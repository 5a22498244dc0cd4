//! API module
//!
//! Contains HTTP request handlers for the login, agent list and settings pages

pub mod agents;
pub mod auth;
pub mod settings;
pub mod utils;

use axum::{
    routing::{get, post, put},
    Json, Router,
};
use serde::Serialize;
pub use utils::{RemoteServices, RouterState, SESSION_HEADER};

#[derive(Serialize)]
struct HealthResponse {
    status: String,
    version: String,
    message: String,
}

async fn health_check() -> Json<HealthResponse> {
    Json(HealthResponse {
        status: "healthy".to_string(),
        version: env!("CARGO_PKG_VERSION").to_string(),
        message: "Agent console is healthy".to_string(),
    })
}

/// Build the application routes
///
/// Middleware is layered on by the binary.
pub fn create_router(state: RouterState) -> Router {
    Router::new()
        .route("/api/health", get(health_check))
        // Sessions and login page
        .route("/api/sessions", post(auth::create_session))
        .route(
            "/api/sessions/current",
            axum::routing::delete(auth::delete_session),
        )
        .route("/api/login", get(auth::get_login_page).post(auth::login))
        .route("/api/register", post(auth::register))
        .route("/api/logout", post(auth::logout))
        // Agent list page
        .route("/api/agents", get(agents::list_agents))
        .route(
            "/api/agents/dialog",
            get(agents::get_dialog).patch(agents::edit_dialog),
        )
        .route("/api/agents/dialog/open", post(agents::open_dialog))
        .route("/api/agents/dialog/read", post(agents::read_agent_card))
        .route("/api/agents/dialog/save", post(agents::save_agent))
        .route("/api/agents/dialog/cancel", post(agents::cancel_dialog))
        // Settings page
        .route("/api/settings", get(settings::get_settings))
        .route("/api/settings/agent", put(settings::save_agent_settings))
        .route("/api/settings/api-key", put(settings::update_api_key))
        .route(
            "/api/settings/output-types",
            put(settings::set_output_types),
        )
        .with_state(state)
}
_____
• _Brief_
Your task is to reproduce all the material exactly as it stands.

• _Answer area_
repository 5a22498244dc0cd4
//! API module
//!
//! Contains HTTP request handlers for the login, agent list and settings pages

pub mod agents;
pub mod auth;
pub mod settings;
pub mod utils;

use axum::{
    routing::{get, post, put},
    Json, Router,
};
use serde::Serialize;
pub use utils::{RemoteServices, RouterState, SESSION_HEADER};

#[derive(Serialize)]
struct HealthResponse {
    status: String,
    version: String,
    message: String,
}

async fn health_check() -> Json<HealthResponse> {
    Json(HealthResponse {
        status: "healthy".to_string(),
        version: env!("CARGO_PKG_VERSION").to_string(),
        message: "Agent console is healthy".to_string(),
    })
}

/// Build the application routes
///
/// Middleware is layered on by the binary.
pub fn create_router(state: RouterState) -> Router {
    Router::new()
        .route("/api/health", get(health_check))
        // Sessions and login page
        .route("/api/sessions", post(auth::create_session))
        .route(
            "/api/sessions/current",
            axum::routing::delete(auth::delete_session),
        )
        .route("/api/login", get(auth::get_login_page).post(auth::login))
        .route("/api/register", post(auth::register))
        .route("/api/logout", post(auth::logout))
        // Agent list page
        .route("/api/agents", get(agents::list_agents))
        .route(
            "/api/agents/dialog",
            get(agents::get_dialog).patch(agents::edit_dialog),
        )
        .route("/api/agents/dialog/open", post(agents::open_dialog))
        .route("/api/agents/dialog/read", post(agents::read_agent_card))
        .route("/api/agents/dialog/save", post(agents::save_agent))
        .route("/api/agents/dialog/cancel", post(agents::cancel_dialog))
        // Settings page
        .route("/api/settings", get(settings::get_settings))
        .route("/api/settings/agent", put(settings::save_agent_settings))
        .route("/api/settings/api-key", put(settings::update_api_key))
        .route(
            "/api/settings/output-types",
            put(settings::set_output_types),
        )
        .with_state(state)
}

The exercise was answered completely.